Mansueto lembrou que, enquanto o debate sobre ampliação das políticas sociais ganha força, é preciso lembrar que a carga tributária já é elevada e não há espaço para aumentar impostos. Portanto, uma discussão sobre reforma no sistema tributário precisa ser mais profunda mas não esquecendo de atacar a composição das despesas públicas que serão o destino da arrecadação. “O debate certo no Brasil, se é buscar mudar a composição das políticas sociais, é preciso focar em problemas que melhorem a qualidade do gasto e tenham impacto na distribuição de impostos mais equilibrada”, destacou.

Também participaram da videoconferência subsecretário do Tesouro José Franco Medeiros, responsável pelo gerenciamento da dívida pública, e o diretor de programas da pasta Bruno Funchal, que foi escolhido pelo ministro Guedes para substituir Mansueto, que fica no cargo até dia 15.

Funchal falou pouco, mas procurou reforçar o discurso do atual secretário sobre o compromisso do governo em não desviar do caminho do ajuste fiscal e da promessa de não mexer na Constituição para flexibilizar o teto de gastos, que é um dos pilares na confiança do mercado para continuar comprando títulos públicos e, assim, financiar a dívida pública.

“É preciso direcionar o debate para a direção correta.
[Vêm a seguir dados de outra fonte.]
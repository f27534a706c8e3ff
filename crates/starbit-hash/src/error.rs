//! Error types for name table operations

use thiserror::Error;

/// Errors that can occur while loading or persisting name tables
#[derive(Debug, Error)]
pub enum HashError {
    /// Lookup file could not be read or written
    #[error("I/O error: {0}")]
    Io(#[from] std::io::Error),

    /// A name cannot be stored in the lookup file
    #[error("invalid field name {0:?}: names must be a single non-empty line")]
    InvalidName(String),
}

/// Result type for name table operations
pub type HashResult<T> = Result<T, HashError>;
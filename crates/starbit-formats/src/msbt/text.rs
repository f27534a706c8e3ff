//! Message text with embedded control sequences

use std::fmt;

use super::error::MalformedMessage;

/// Code unit that starts a control sequence
pub const CONTROL_ESCAPE: u16 = 0x000E;

/// Raw UTF-16 message text
///
/// The text is stored exactly as it appears in the file (minus the null
/// terminator). Control sequences such as colour changes, pauses, and
/// icons are kept verbatim; [`segments`](Self::segments) tokenizes them
/// without assigning any meaning.
#[derive(Debug, Clone, PartialEq, Eq, Default, Hash)]
pub struct MessageText {
    units: Vec<u16>,
}

/// One piece of a message
#[derive(Debug, Clone, Copy, PartialEq, Eq)]
pub enum Segment<'a> {
    /// Run of ordinary code units
    Text(&'a [u16]),
    /// Control sequence: `0x000E group tag size params`
    Control {
        /// Tag group
        group: u16,
        /// Tag within the group
        tag: u16,
        /// Parameter units
        params: &'a [u16],
    },
}

impl MessageText {
    /// Wrap raw code units
    pub fn from_units(units: Vec<u16>) -> Self {
        Self { units }
    }

    /// Raw code units without the terminator
    #[must_use]
    pub fn units(&self) -> &[u16] {
        &self.units
    }

    /// Check whether the message is empty
    #[must_use]
    pub fn is_empty(&self) -> bool {
        self.units.is_empty()
    }

    /// Split into plain text runs and control sequences
    pub fn segments(&self) -> Segments<'_> {
        Segments {
            units: &self.units,
            pos: 0,
        }
    }

    /// Plain text with control sequences rendered as `[group:tag]`
    #[must_use]
    pub fn to_string_lossy(&self) -> String {
        let mut output = String::new();
        for segment in self.segments() {
            match segment {
                Segment::Text(units) => output.push_str(&String::from_utf16_lossy(units)),
                Segment::Control { group, tag, .. } => {
                    output.push_str(&format!("[{group}:{tag}]"));
                }
            }
        }
        output
    }

    /// Decode a message from `units`, stopping at its terminator
    ///
    /// Control sequence parameters are skipped while looking for the
    /// terminator, since they may contain zero units.
    pub(crate) fn scan(units: &[u16]) -> Result<Self, MalformedMessage> {
        let mut pos = 0;
        while let Some(&unit) = units.get(pos) {
            match unit {
                0 => return Ok(Self::from_units(units[..pos].to_vec())),
                CONTROL_ESCAPE => pos = control_end(units, pos)?,
                _ => pos += 1,
            }
        }
        Err(MalformedMessage::Unterminated)
    }
}

impl From<&str> for MessageText {
    fn from(text: &str) -> Self {
        Self::from_units(text.encode_utf16().collect())
    }
}

impl fmt::Display for MessageText {
    fn fmt(&self, f: &mut fmt::Formatter<'_>) -> fmt::Result {
        f.write_str(&self.to_string_lossy())
    }
}

/// Iterator returned by [`MessageText::segments`]
#[derive(Debug, Clone)]
pub struct Segments<'a> {
    units: &'a [u16],
    pos: usize,
}

impl<'a> Iterator for Segments<'a> {
    type Item = Segment<'a>;

    fn next(&mut self) -> Option<Self::Item> {
        let start = self.pos;
        let units = self.units;
        if start >= units.len() {
            return None;
        }

        if units[start] == CONTROL_ESCAPE {
            if let Ok(end) = control_end(units, start) {
                self.pos = end;
                return Some(Segment::Control {
                    group: units[start + 1],
                    tag: units[start + 2],
                    params: &units[start + 4..end],
                });
            }
            // A broken trailing sequence is reported as text
            self.pos = units.len();
            return Some(Segment::Text(&units[start..]));
        }

        let end = units[start..]
            .iter()
            .position(|&unit| unit == CONTROL_ESCAPE)
            .map_or(units.len(), |offset| start + offset);
        self.pos = end;
        Some(Segment::Text(&units[start..end]))
    }
}

/// Index just past the control sequence starting at `pos`
fn control_end(units: &[u16], pos: usize) -> Result<usize, MalformedMessage> {
    let size = *units
        .get(pos + 3)
        .ok_or(MalformedMessage::TruncatedControl(pos))?;
    if size % 2 != 0 {
        return Err(MalformedMessage::OddControlSize {
            position: pos,
            size,
        });
    }

    let end = pos + 4 + usize::from(size / 2);
    if end > units.len() {
        return Err(MalformedMessage::TruncatedControl(pos));
    }
    Ok(end)
}

#[cfg(test)]
#[allow(clippy::expect_used, clippy::unwrap_used)]
mod tests {
    use super::*;
    use pretty_assertions::assert_eq;

    fn units(text: &str) -> Vec<u16> {
        text.encode_utf16().collect()
    }

    #[test]
    fn test_scan_plain() {
        let mut data = units("Hello");
        data.push(0);
        data.extend(units("ignored"));

        let text = MessageText::scan(&data).unwrap();
        assert_eq!(text.to_string(), "Hello");
        assert_eq!(text.units().len(), 5);
    }

    #[test]
    fn test_scan_skips_control_params() {
        // Control sequence whose parameter is a zero unit
        let mut data = units("A");
        data.extend([CONTROL_ESCAPE, 1, 0, 2, 0]);
        data.extend(units("B"));
        data.push(0);

        let text = MessageText::scan(&data).unwrap();
        assert_eq!(text.units().len(), 7);
        assert_eq!(text.to_string_lossy(), "A[1:0]B");

        let segments: Vec<_> = text.segments().collect();
        assert_eq!(
            segments,
            vec![
                Segment::Text(&data[..1]),
                Segment::Control {
                    group: 1,
                    tag: 0,
                    params: &[0],
                },
                Segment::Text(&data[6..7]),
            ]
        );
    }

    #[test]
    fn test_scan_errors() {
        assert_eq!(
            MessageText::scan(&units("open")),
            Err(MalformedMessage::Unterminated)
        );
        assert_eq!(
            MessageText::scan(&[CONTROL_ESCAPE, 0]),
            Err(MalformedMessage::TruncatedControl(0))
        );
        assert_eq!(
            MessageText::scan(&[CONTROL_ESCAPE, 0, 0, 3, 0, 0, 0]),
            Err(MalformedMessage::OddControlSize {
                position: 0,
                size: 3
            })
        );
        assert_eq!(
            MessageText::scan(&[CONTROL_ESCAPE, 0, 0, 8, 0]),
            Err(MalformedMessage::TruncatedControl(0))
        );
    }

    #[test]
    fn test_broken_control_renders_as_text() {
        let text = MessageText::from_units(vec![u16::from(b'x'), CONTROL_ESCAPE, 1]);
        let segments: Vec<_> = text.segments().collect();
        assert_eq!(segments.len(), 2);
        assert!(matches!(segments[1], Segment::Text(units) if units.len() == 2));
    }

    #[test]
    fn test_from_str() {
        let text = MessageText::from("ようこそ");
        assert_eq!(text.units().len(), 4);
        assert_eq!(text.to_string(), "ようこそ");
        assert!(MessageText::default().is_empty());
    }
}
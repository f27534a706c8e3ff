//! Error types for the command line front end.

use std::path::PathBuf;
use thiserror::Error;

/// Configuration-related errors.
#[derive(Debug, Error)]
pub enum ConfigError {
    /// Thread count outside the supported range
    #[error("Invalid thread count {0}: must be between 1 and {max}", max = crate::config::MAX_THREADS)]
    InvalidThreads(usize),

    /// Hit limit of zero
    #[error("Invalid hit limit: must be at least 1")]
    InvalidMaxHits,

    /// Missing required configuration value
    #[error("Missing required configuration: {0}")]
    MissingRequired(String),
}

/// Bulk search errors.
#[derive(Debug, Error)]
pub enum SearchError {
    /// Search root is not a directory
    #[error("Search root is not a directory: {0}")]
    NotADirectory(PathBuf),

    /// Invalid search configuration
    #[error(transparent)]
    Config(#[from] ConfigError),
}
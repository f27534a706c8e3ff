//! MSBT error types

use thiserror::Error;

use crate::lms::LmsError;

/// Why a single message could not be decoded
#[derive(Debug, Clone, PartialEq, Eq, Error)]
pub enum MalformedMessage {
    /// Text offset points outside the TXT2 section
    #[error("text offset {0:#x} is outside the section")]
    OffsetOutOfBounds(u32),

    /// No terminating null before the end of the message
    #[error("missing null terminator")]
    Unterminated,

    /// Control sequence runs past the end of the message
    #[error("control sequence at unit {0} is truncated")]
    TruncatedControl(usize),

    /// Control sequence declares an odd parameter size
    #[error("control sequence at unit {position} has odd parameter size {size}")]
    OddControlSize {
        /// Unit index of the escape
        position: usize,
        /// Declared parameter size in bytes
        size: u16,
    },
}

/// MSBT-specific error type
#[derive(Debug, Error)]
pub enum MsbtError {
    /// Container-level error
    #[error(transparent)]
    Lms(#[from] LmsError),

    /// Text encoding other than UTF-16
    #[error("unsupported text encoding {0}")]
    UnsupportedEncoding(u8),

    /// Attribute records of a size this crate does not decode
    #[error("unsupported attribute record size {0}")]
    UnsupportedAttributeSize(u32),

    /// Attribute and text sections disagree on the message count
    #[error("{attributes} attribute records for {messages} messages")]
    AttributeCountMismatch {
        /// Records in ATR1
        attributes: u32,
        /// Messages in TXT2
        messages: u32,
    },

    /// Declared count does not fit in its section
    #[error("{what} count {count} exceeds its section")]
    CountExceedsSection {
        /// Which count
        what: &'static str,
        /// Declared count
        count: u32,
    },

    /// Label names a message that does not exist
    #[error("label {label:?} names message {index}, which does not exist")]
    LabelIndexOutOfRange {
        /// Label text
        label: String,
        /// Referenced index
        index: u32,
    },

    /// Message text could not be decoded
    #[error("message {index} is malformed: {reason}")]
    MalformedMessage {
        /// Message index
        index: usize,
        /// What was wrong
        reason: MalformedMessage,
    },

    /// Message index past the end of the table
    #[error("message {index} out of range ({count} messages)")]
    MessageOutOfRange {
        /// Requested index
        index: usize,
        /// Number of messages
        count: usize,
    },

    /// Section exceeds 32-bit sizes
    #[error("{what} of {value} exceeds the format limit")]
    TooLarge {
        /// Quantity being written
        what: &'static str,
        /// Offending value
        value: usize,
    },

    /// Binary parsing error
    #[error("binary parsing error: {0}")]
    BinRw(#[from] binrw::Error),
}

/// Result type for MSBT operations
pub type MsbtResult<T> = Result<T, MsbtError>;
O déficit das contas públicas cresceu neste ano,mas é preciso manter a agenda de reformas, principalmente, a tributária e de ajuste fiscal.. Essas são as duas prioridades e, nesse sentido, precisamos aprofundar o debate sobre melhorar a qualidade dos gastos e não apenas aumentar o número de programas sociais.E devemos continuar esse trabalho” afirmou o futuro secretário do Tesouro.

Novas projeções

Ontem, o Tesouro divulgou as novas projeções para o deficit primário do governo central, R$ 795,6 bilhões, considerando a previsão o mercado de retração de 6,5% no PIB. Com isso, passou a prever que a dívida pública bruta de 98,2% do PIB no fim de 2020. Nos anos seguintes, a dívida ficaria mais ou menos estável, chegando a 98,6% do PIB, em 2024, quando começaria a cair até chegar em 92,2%, em 2029. Nesse cenário, o deficit primário seria zerado em 2025. Em uma estimativa de queda de 8,5% do PIB, a dívida bruta saltaria para 100,6% neste ano.
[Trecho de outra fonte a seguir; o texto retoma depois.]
//! Bulk search across archives.
//!
//! Every archive below a directory is opened on one of a fixed number of
//! worker threads. Each worker decodes its own archive, so no decoded
//! state is shared; only the hit list is behind a lock. A caller-owned
//! stop flag is checked between archives.

use crate::error::{ConfigError, SearchError};
use parking_lot::Mutex;
use serde::Serialize;
use starbit_formats::bcsv::{BcsvTable, FieldValue};
use starbit_formats::msbt::MsbtFile;
use starbit_formats::rarc::RarcArchive;
use starbit_hash::FieldNameTable;
use std::path::{Path, PathBuf};
use std::sync::atomic::{AtomicBool, AtomicUsize, Ordering};
use tracing::{debug, info, warn};

/// Bulk search settings.
#[derive(Debug, Clone, PartialEq, Eq)]
pub struct SearchConfig {
    /// Worker threads
    pub threads: usize,
    /// Stop after this many hits
    pub max_hits: usize,
    /// Archive file extensions, lowercase
    pub extensions: Vec<String>,
}

impl Default for SearchConfig {
    fn default() -> Self {
        Self {
            threads: std::thread::available_parallelism().map_or(4, usize::from),
            max_hits: 1000,
            extensions: vec!["arc".to_string()],
        }
    }
}

impl SearchConfig {
    /// Set the worker thread count
    #[must_use]
    pub const fn with_threads(mut self, threads: usize) -> Self {
        self.threads = threads;
        self
    }

    /// Set the hit limit
    #[must_use]
    pub const fn with_max_hits(mut self, max_hits: usize) -> Self {
        self.max_hits = max_hits;
        self
    }

    /// Set the archive extensions
    #[must_use]
    pub fn with_extensions(mut self, extensions: &[&str]) -> Self {
        self.extensions = extensions.iter().map(|ext| ext.to_ascii_lowercase()).collect();
        self
    }

    /// Validate the settings.
    pub fn validate(&self) -> Result<(), ConfigError> {
        if self.threads == 0 || self.threads > crate::config::MAX_THREADS {
            return Err(ConfigError::InvalidThreads(self.threads));
        }
        if self.max_hits == 0 {
            return Err(ConfigError::InvalidMaxHits);
        }
        Ok(())
    }
}

/// One match.
#[derive(Debug, Clone, PartialEq, Eq, PartialOrd, Ord, Serialize)]
pub struct SearchHit {
    /// Archive containing the match
    pub archive: PathBuf,
    /// File inside the archive
    pub file: String,
    /// Row and column, or message label
    pub location: String,
    /// Matching value as displayed
    pub value: String,
}

/// Outcome of a search.
#[derive(Debug, Clone, Default, PartialEq, Eq, Serialize)]
pub struct SearchReport {
    /// Archives opened
    pub scanned: usize,
    /// Archives that could not be opened
    pub failed: usize,
    /// Whether the stop flag or the hit limit ended the search early
    pub stopped: bool,
    /// Matches, sorted by archive, file, and location
    pub hits: Vec<SearchHit>,
}

/// Find archive files below `dir`, sorted by path.
pub fn collect_archives(dir: &Path, config: &SearchConfig) -> Vec<PathBuf> {
    let mut archives: Vec<PathBuf> = walkdir::WalkDir::new(dir)
        .into_iter()
        .flatten()
        .filter(|entry| entry.file_type().is_file())
        .filter(|entry| {
            entry
                .path()
                .extension()
                .and_then(|ext| ext.to_str())
                .is_some_and(|ext| {
                    config
                        .extensions
                        .iter()
                        .any(|wanted| wanted.eq_ignore_ascii_case(ext))
                })
        })
        .map(walkdir::DirEntry::into_path)
        .collect();
    archives.sort();
    archives
}

/// Search every archive below `dir` for `query`.
///
/// Strings match case-insensitively by substring; numbers match when
/// their displayed form equals the query.
pub fn run(
    dir: &Path,
    query: &str,
    names: &FieldNameTable,
    config: &SearchConfig,
    stop: &AtomicBool,
) -> Result<SearchReport, SearchError> {
    config.validate()?;
    if !dir.is_dir() {
        return Err(SearchError::NotADirectory(dir.to_path_buf()));
    }

    let archives = collect_archives(dir, config);
    let workers = config.threads.min(archives.len()).max(1);
    info!(
        "Searching {} archives under {} with {} workers",
        archives.len(),
        dir.display(),
        workers
    );

    let next = AtomicUsize::new(0);
    let scanned = AtomicUsize::new(0);
    let failed = AtomicUsize::new(0);
    let full = AtomicBool::new(false);
    let hits = Mutex::new(Vec::new());

    std::thread::scope(|scope| {
        for _ in 0..workers {
            scope.spawn(|| {
                while !stop.load(Ordering::Relaxed) && !full.load(Ordering::Relaxed) {
                    let index = next.fetch_add(1, Ordering::Relaxed);
                    let Some(path) = archives.get(index) else {
                        break;
                    };

                    let archive = match RarcArchive::open_path(path) {
                        Ok(archive) => archive,
                        Err(e) => {
                            warn!("Skipping {}: {}", path.display(), e);
                            failed.fetch_add(1, Ordering::Relaxed);
                            continue;
                        }
                    };
                    scanned.fetch_add(1, Ordering::Relaxed);

                    let found = search_archive(path, &archive, query, names);
                    if found.is_empty() {
                        continue;
                    }

                    let mut hits = hits.lock();
                    hits.extend(found);
                    if hits.len() >= config.max_hits {
                        full.store(true, Ordering::Relaxed);
                    }
                }
            });
        }
    });

    let mut hits = hits.into_inner();
    hits.sort();
    hits.truncate(config.max_hits);

    let report = SearchReport {
        scanned: scanned.into_inner(),
        failed: failed.into_inner(),
        stopped: stop.load(Ordering::Relaxed) || full.into_inner(),
        hits,
    };
    info!(
        "Search finished: {} scanned, {} failed, {} hits",
        report.scanned,
        report.failed,
        report.hits.len()
    );
    Ok(report)
}

/// Search the tables and message files of one archive.
pub fn search_archive(
    path: &Path,
    archive: &RarcArchive,
    query: &str,
    names: &FieldNameTable,
) -> Vec<SearchHit> {
    let needle = query.to_lowercase();
    let mut hits = Vec::new();
    let mut hit = |file: &str, location: String, value: String| {
        hits.push(SearchHit {
            archive: path.to_path_buf(),
            file: file.to_string(),
            location,
            value,
        });
    };

    for (file_path, file) in archive.walk() {
        let lower = file_path.to_ascii_lowercase();
        if lower.ends_with(".msbt") {
            match MsbtFile::parse(&file.data) {
                Ok(messages) => {
                    for message in messages.messages() {
                        let text = message.text.to_string_lossy();
                        if text.to_lowercase().contains(&needle) {
                            hit(&file_path, message.label.clone(), text);
                        }
                    }
                }
                Err(e) => debug!("{}: not a message table: {}", file_path, e),
            }
        } else if is_table_name(&lower) {
            let Ok(table) = BcsvTable::parse(&file.data) else {
                continue;
            };
            let columns = table.column_names(names);
            for (row, entry) in table.entries().iter().enumerate() {
                for (column, value) in columns.iter().zip(entry.values()) {
                    if value_matches(value, query, &needle) {
                        hit(&file_path, format!("{row}:{column}"), value.display());
                    }
                }
            }
        }
    }

    hits
}

/// Tables are stored with a table extension or with no extension at all
fn is_table_name(lower: &str) -> bool {
    let name = lower.rsplit('/').next().unwrap_or(lower);
    match name.rsplit_once('.') {
        Some((_, ext)) => matches!(ext, "bcsv" | "tbl" | "banmt" | "pa"),
        None => true,
    }
}

fn value_matches(value: &FieldValue, query: &str, needle: &str) -> bool {
    match value.as_str() {
        Some(text) => text.to_lowercase().contains(needle),
        None => value.display() == query,
    }
}

#[cfg(test)]
#[allow(clippy::expect_used, clippy::unwrap_used)]
mod tests {
    use super::*;
    use pretty_assertions::assert_eq;
    use starbit_formats::bcsv::FieldType;
    use starbit_formats::msbt::Message;

    fn write_archive(path: &Path, object: &str, message: &str) {
        let mut table = BcsvTable::new();
        table.add_field("name", FieldType::StringOffset).unwrap();
        table.add_field("l_id", FieldType::Int).unwrap();
        let row = table.add_entry();
        table
            .set_value(row, "name", FieldValue::String(object.to_string()))
            .unwrap();
        table.set_value(row, "l_id", FieldValue::Int(42)).unwrap();

        let mut messages = MsbtFile::new();
        messages.add_message(Message::new("Line", message));

        let mut archive = RarcArchive::new("Stage");
        archive.create_directory("", "jmp").unwrap();
        let handle = archive.create_file("jmp", "ObjInfo").unwrap();
        archive.set_contents(&handle, table.build().unwrap()).unwrap();
        let handle = archive.create_file("", "Talk.msbt").unwrap();
        archive.set_contents(&handle, messages.build().unwrap()).unwrap();
        archive.save_to(path).unwrap();
    }

    fn fixture() -> tempfile::TempDir {
        let dir = tempfile::tempdir().unwrap();
        std::fs::create_dir(dir.path().join("nested")).unwrap();
        write_archive(&dir.path().join("A.arc"), "Kuribo", "Watch out for Goombas");
        write_archive(&dir.path().join("nested/B.ARC"), "Coin", "Nothing here");
        std::fs::write(dir.path().join("broken.arc"), b"not an archive").unwrap();
        std::fs::write(dir.path().join("notes.txt"), b"Kuribo").unwrap();
        dir
    }

    #[test]
    fn test_collect_archives() {
        let dir = fixture();
        let archives = collect_archives(dir.path(), &SearchConfig::default());
        let names: Vec<_> = archives
            .iter()
            .map(|path| path.file_name().unwrap().to_string_lossy().into_owned())
            .collect();
        assert_eq!(names, vec!["A.arc", "broken.arc", "B.ARC"]);
    }

    #[test]
    fn test_search_strings_and_messages() {
        let dir = fixture();
        let stop = AtomicBool::new(false);
        let config = SearchConfig::default().with_threads(2);
        let report = run(
            dir.path(),
            "kuribo",
            &FieldNameTable::with_defaults(),
            &config,
            &stop,
        )
        .unwrap();

        assert_eq!(report.scanned, 2);
        assert_eq!(report.failed, 1);
        assert!(!report.stopped);
        assert_eq!(report.hits.len(), 1);
        assert_eq!(report.hits[0].file, "jmp/ObjInfo");
        assert_eq!(report.hits[0].location, "0:name");
        assert_eq!(report.hits[0].value, "Kuribo");

        let report = run(
            dir.path(),
            "goombas",
            &FieldNameTable::with_defaults(),
            &config,
            &stop,
        )
        .unwrap();
        assert_eq!(report.hits.len(), 1);
        assert_eq!(report.hits[0].location, "Line");
    }

    #[test]
    fn test_search_numbers_exactly() {
        let dir = fixture();
        let stop = AtomicBool::new(false);
        let names = FieldNameTable::with_defaults();
        let config = SearchConfig::default();

        let report = run(dir.path(), "42", &names, &config, &stop).unwrap();
        assert_eq!(report.hits.len(), 2);
        assert!(report.hits.iter().all(|hit| hit.location == "0:l_id"));

        let report = run(dir.path(), "4", &names, &config, &stop).unwrap();
        assert!(report.hits.is_empty());
    }

    #[test]
    fn test_stop_flag_and_hit_limit() {
        let dir = fixture();
        let names = FieldNameTable::with_defaults();

        let stop = AtomicBool::new(true);
        let report = run(dir.path(), "42", &names, &SearchConfig::default(), &stop).unwrap();
        assert_eq!(report.scanned, 0);
        assert!(report.stopped);

        let stop = AtomicBool::new(false);
        let config = SearchConfig::default().with_threads(1).with_max_hits(1);
        let report = run(dir.path(), "42", &names, &config, &stop).unwrap();
        assert_eq!(report.hits.len(), 1);
        assert!(report.stopped);
    }

    #[test]
    fn test_invalid_inputs() {
        let stop = AtomicBool::new(false);
        let names = FieldNameTable::empty();
        let config = SearchConfig::default().with_threads(0);
        assert!(matches!(
            run(Path::new("."), "x", &names, &config, &stop),
            Err(SearchError::Config(ConfigError::InvalidThreads(0)))
        ));

        let file = tempfile::NamedTempFile::new().unwrap();
        assert!(matches!(
            run(file.path(), "x", &names, &SearchConfig::default(), &stop),
            Err(SearchError::NotADirectory(_))
        ));
    }

    #[test]
    fn test_table_names() {
        assert!(is_table_name("jmp/placement/objinfo"));
        assert!(is_table_name("jmp/list/scenariodata.bcsv"));
        assert!(!is_table_name("talk.msbf"));
        assert!(!is_table_name("stage.bdl"));
    }
}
Na avaliação do especialista em contas públicas Felipe Salto, diretor-executivo da Instituição Fiscal Independente (IFI), o cenário traçado pelo governo é "extremamente otimista". "O último ano de deficit primário parece ser 2024, mas, no nosso cenário base, o deficit persiste até 2030, pelo menos", disse. Ele criticou o fato de o governo não ter divulgado também as projeções de receitas e de despesas. Pelas projeções da IFI, a dívida pública bruta não se estabiliza nos próximos anos e vai crescendo até 2030. “A  dívida já passa de 100% do PIB, em 2022 no nosso cenário e chega a 117% do PIB em 2030. Isso no cenário básico”, acrescentou Salto.